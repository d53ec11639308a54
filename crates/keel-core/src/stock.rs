//! # Stock Module
//!
//! Multi-warehouse stock availability and deduction planning.
//!
//! ## Deduction Strategy
//! ```text
//! ┌─────────────────────────────────────────────────────────────────────────┐
//! │  Sale line: 70 × SKU-WIDGET                                             │
//! │                                                                         │
//! │  Stock across warehouses (descending quantity):                         │
//! │    Main depot      on_hand 50  ──► take 50                             │
//! │    North shelf     on_hand 25  ──► take 20                             │
//! │    Returns cage    on_hand  5  ──► untouched                           │
//! │                                                                         │
//! │  Result: 2 allocations, 2 stock movements, each carrying the            │
//! │  sale number as reference. A void replays them with opposite sign.     │
//! └─────────────────────────────────────────────────────────────────────────┘
//! ```
//!
//! The planner is pure: it receives a snapshot of the company's stock rows
//! and returns the allocation list. The repository applies the plan inside
//! the completing transaction, so the snapshot cannot go stale between plan
//! and apply.

use crate::error::{CoreError, CoreResult};

/// Snapshot of one stock row as seen by the planner.
#[derive(Debug, Clone)]
pub struct StockLevel {
    pub warehouse_id: String,
    /// On-hand quantity.
    pub quantity: i64,
    /// Quantity reserved by open documents.
    pub reserved: i64,
}

impl StockLevel {
    /// Available = quantity − reserved. Can be negative when a warehouse is
    /// over-reserved; the planner treats that as zero sellable.
    #[inline]
    pub fn available(&self) -> i64 {
        self.quantity - self.reserved
    }
}

/// One warehouse's share of a planned deduction.
#[derive(Debug, Clone, PartialEq, Eq)]
pub struct Allocation {
    pub warehouse_id: String,
    pub quantity: i64,
}

/// Plans a stock deduction for one item across a company's warehouses.
///
/// Warehouses are consumed in descending on-hand-quantity order (ties broken
/// by warehouse id so the plan is deterministic) until `requested` is
/// satisfied. Rows with nothing available are skipped.
///
/// ## Errors
/// [`CoreError::InsufficientStock`] when the aggregate available quantity is
/// short of `requested`; the error carries the item's SKU for the message.
pub fn plan_deduction(sku: &str, levels: &[StockLevel], requested: i64) -> CoreResult<Vec<Allocation>> {
    let aggregate: i64 = levels.iter().map(|l| l.available().max(0)).sum();
    if aggregate < requested {
        return Err(CoreError::InsufficientStock {
            sku: sku.to_string(),
            available: aggregate,
            requested,
        });
    }

    let mut ordered: Vec<&StockLevel> = levels.iter().filter(|l| l.available() > 0).collect();
    ordered.sort_by(|a, b| {
        b.quantity
            .cmp(&a.quantity)
            .then_with(|| a.warehouse_id.cmp(&b.warehouse_id))
    });

    let mut remaining = requested;
    let mut plan = Vec::new();

    for level in ordered {
        if remaining == 0 {
            break;
        }
        let take = remaining.min(level.available());
        plan.push(Allocation {
            warehouse_id: level.warehouse_id.clone(),
            quantity: take,
        });
        remaining -= take;
    }

    Ok(plan)
}

// =============================================================================
// Unit Tests
// =============================================================================

#[cfg(test)]
mod tests {
    use super::*;

    fn level(id: &str, quantity: i64, reserved: i64) -> StockLevel {
        StockLevel {
            warehouse_id: id.to_string(),
            quantity,
            reserved,
        }
    }

    #[test]
    fn test_available_is_quantity_minus_reserved() {
        assert_eq!(level("w1", 10, 3).available(), 7);
        assert_eq!(level("w1", 10, 12).available(), -2);
    }

    #[test]
    fn test_single_warehouse_satisfies() {
        let levels = vec![level("w1", 50, 0)];
        let plan = plan_deduction("SKU-1", &levels, 20).unwrap();
        assert_eq!(
            plan,
            vec![Allocation {
                warehouse_id: "w1".to_string(),
                quantity: 20
            }]
        );
    }

    #[test]
    fn test_descending_quantity_order() {
        let levels = vec![level("small", 25, 0), level("big", 50, 0), level("tiny", 5, 0)];
        let plan = plan_deduction("SKU-1", &levels, 70).unwrap();
        assert_eq!(plan.len(), 2);
        assert_eq!(plan[0].warehouse_id, "big");
        assert_eq!(plan[0].quantity, 50);
        assert_eq!(plan[1].warehouse_id, "small");
        assert_eq!(plan[1].quantity, 20);
    }

    #[test]
    fn test_exact_exhaustion() {
        let levels = vec![level("w1", 30, 0), level("w2", 20, 0)];
        let plan = plan_deduction("SKU-1", &levels, 50).unwrap();
        assert_eq!(plan.iter().map(|a| a.quantity).sum::<i64>(), 50);
        assert_eq!(plan.len(), 2);
    }

    #[test]
    fn test_reserved_stock_not_sellable() {
        // 40 on hand but 35 reserved leaves only 5 sellable.
        let levels = vec![level("w1", 40, 35)];
        let err = plan_deduction("SKU-1", &levels, 10).unwrap_err();
        assert!(matches!(
            err,
            CoreError::InsufficientStock {
                available: 5,
                requested: 10,
                ..
            }
        ));
    }

    #[test]
    fn test_aggregate_insufficiency() {
        let levels = vec![level("w1", 5, 0), level("w2", 3, 0)];
        let err = plan_deduction("SKU-9", &levels, 20).unwrap_err();
        match err {
            CoreError::InsufficientStock {
                sku,
                available,
                requested,
            } => {
                assert_eq!(sku, "SKU-9");
                assert_eq!(available, 8);
                assert_eq!(requested, 20);
            }
            other => panic!("unexpected error: {other}"),
        }
    }

    #[test]
    fn test_over_reserved_warehouse_skipped() {
        let levels = vec![level("w1", 10, 12), level("w2", 10, 0)];
        let plan = plan_deduction("SKU-1", &levels, 10).unwrap();
        assert_eq!(plan.len(), 1);
        assert_eq!(plan[0].warehouse_id, "w2");
    }

    #[test]
    fn test_quantity_ties_break_by_warehouse_id() {
        let levels = vec![level("w-b", 10, 0), level("w-a", 10, 0)];
        let plan = plan_deduction("SKU-1", &levels, 15).unwrap();
        assert_eq!(plan[0].warehouse_id, "w-a");
        assert_eq!(plan[1].warehouse_id, "w-b");
    }
}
────────────────────
## EXERCISE:
From the line holding "assert_eq!(available, 8);" to the last line of the material above, reproduce every line exactly, and only those.

## WRITTEN RESPONSE:
                assert_eq!(available, 8);
                assert_eq!(requested, 20);
            }
            other => panic!("unexpected error: {other}"),
        }
    }

    #[test]
    fn test_over_reserved_warehouse_skipped() {
        let levels = vec![level("w1", 10, 12), level("w2", 10, 0)];
        let plan = plan_deduction("SKU-1", &levels, 10).unwrap();
        assert_eq!(plan.len(), 1);
        assert_eq!(plan[0].warehouse_id, "w2");
    }

    #[test]
    fn test_quantity_ties_break_by_warehouse_id() {
        let levels = vec![level("w-b", 10, 0), level("w-a", 10, 0)];
        let plan = plan_deduction("SKU-1", &levels, 15).unwrap();
        assert_eq!(plan[0].warehouse_id, "w-a");
        assert_eq!(plan[1].warehouse_id, "w-b");
    }
}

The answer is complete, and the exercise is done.